Management von Epilepsie bei unauffälligem EEG
Die Behandlung von Epilepsie zielt darauf ab, Anfälle zu kontrollieren und die Lebensqualität der Betroffenen zu verbessern. Trotz eines unauffälligen EEGs können verschiedene Therapieansätze in Betracht gezogen werden:
- Medikamentöse Therapie: Antiepileptika. Erste Wahl ist die medikamentöse Therapie mit Antiepileptika. Die Epilepsie-Behandlung der ersten Wahl ist praktisch immer ein Medikament. Welches Medikament dazu besonders geeignet ist, hängt nicht nur von der Art der Epilepsie ab, sondern auch von zahlreichen anderen Faktoren wie zum Beispiel anderen Begleiterkrankungen, anderen eingenommenen Medikamenten, der Familienplanung, dem Beruf oder dem Körpergewicht.

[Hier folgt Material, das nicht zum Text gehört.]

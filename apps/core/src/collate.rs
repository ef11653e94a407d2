use std::cmp::Ordering;

/// Case- and accent-insensitive ordering for display labels. Ties are broken
/// on the raw strings so the order stays total and stable.
///
/// The same Latin fold applies to every language; there are no per-locale
/// tailorings (Swedish `ä` after `z`, Spanish `ñ` after `n`).
pub fn compare(a: &str, b: &str) -> Ordering {
    let folded_a = a.chars().flat_map(char::to_lowercase).map(fold_accent);
    let folded_b = b.chars().flat_map(char::to_lowercase).map(fold_accent);
    folded_a.cmp(folded_b).then_with(|| a.cmp(b))
}

pub fn sort_by_label<T>(items: &mut [T], label: impl Fn(&T) -> &str) {
    items.sort_by(|a, b| compare(label(a), label(b)));
}

// Latin letters with diacritics sort next to their base letter.
const fn fold_accent(ch: char) -> char {
    match ch {
        'à' | 'á' | 'â' | 'ã' | 'ä' | 'å' | 'ā' | 'ă' | 'ą' => 'a',
        'ç' | 'ć' | 'ĉ' | 'ċ' | 'č' => 'c',
        'ď' | 'đ' => 'd',
        'è' | 'é' | 'ê' | 'ë' | 'ē' | 'ĕ' | 'ė' | 'ę' | 'ě' => 'e',
        'ĝ' | 'ğ' | 'ġ' | 'ģ' => 'g',
        'ĥ' | 'ħ' => 'h',
        'ì' | 'í' | 'î' | 'ï' | 'ĩ' | 'ī' | 'ĭ' | 'į' | 'ı' => 'i',
        'ĵ' => 'j',
        'ķ' => 'k',
        'ĺ' | 'ļ' | 'ľ' | 'ŀ' | 'ł' => 'l',
        'ñ' | 'ń' | 'ņ' | 'ň' => 'n',
        'ò' | 'ó' | 'ô' | 'õ' | 'ö' | 'ø' | 'ō' | 'ŏ' | 'ő' => 'o',
        'ŕ' | 'ŗ' | 'ř' => 'r',
        'ś' | 'ŝ' | 'ş' | 'š' | 'ș' => 's',
        'ţ' | 'ť' | 'ŧ' | 'ț' => 't',
        'ù' | 'ú' | 'û' | 'ü' | 'ũ' | 'ū' | 'ŭ' | 'ů' | 'ű' | 'ų' => 'u',
        'ŵ' => 'w',
        'ý' | 'ÿ' | 'ŷ' => 'y',
        'ź' | 'ż' | 'ž' => 'z',
        other => other,
    }
}

#[cfg(test)]
mod tests {
    use super::*;

    #[test]
    fn ignores_case() {
        let mut names = vec!["japan", "France", "brazil"];
        sort_by_label(&mut names, |name| *name);
        assert_eq!(names, ["brazil", "France", "japan"]);
    }

    #[test]
    fn accented_letters_sort_with_their_base_letter() {
        let mut names = vec!["Zambia", "Émirats arabes unis", "Espagne", "Egypte"];
        sort_by_label(&mut names, |name| *name);
        assert_eq!(
            names,
            ["Egypte", "Émirats arabes unis", "Espagne", "Zambia"]
        );
    }

    #[test]
    fn no_language_reorders_the_alphabet() {
        assert_eq!(compare("Åland", "Zambia"), Ordering::Less);
        assert_eq!(compare("Österreich", "Panama"), Ordering::Less);
        assert_eq!(compare("ñandú", "nube"), Ordering::Less);
    }

    #[test]
    fn ties_are_broken_deterministically() {
        assert_eq!(compare("Chad", "chad"), "Chad".cmp("chad"));
        assert_eq!(compare("same", "same"), Ordering::Equal);
    }
}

- Chirurgische Therapie: Bei Therapieversagen können chirurgische Eingriffe (z. B. Entfernung des Herds). Prinzip eines epilepsiechirurgischen Eingriffs ist die operative Entfernung der epileptogenen Zone im Gehirn, also der Hirnrindenbereiche, die ohne besondere Auslöser Anfälle verursachen können.
- Vagusnerv-Stimulation: Bei Therapieversagen Vagusnerv-Stimulation.
- Ketogene Diät: Bei Therapieversagen spezielle Diäten helfen.
- Vermeidung von Auslösern: Auslöser zu kennen und zu meiden.
- Psychologische Unterstützung: Eine Untersuchung durch einen Kinder- und Jugendpsychologen erfolgt, wenn im Krankheitsverlauf Verhaltensauffälligkeiten beschrieben werden.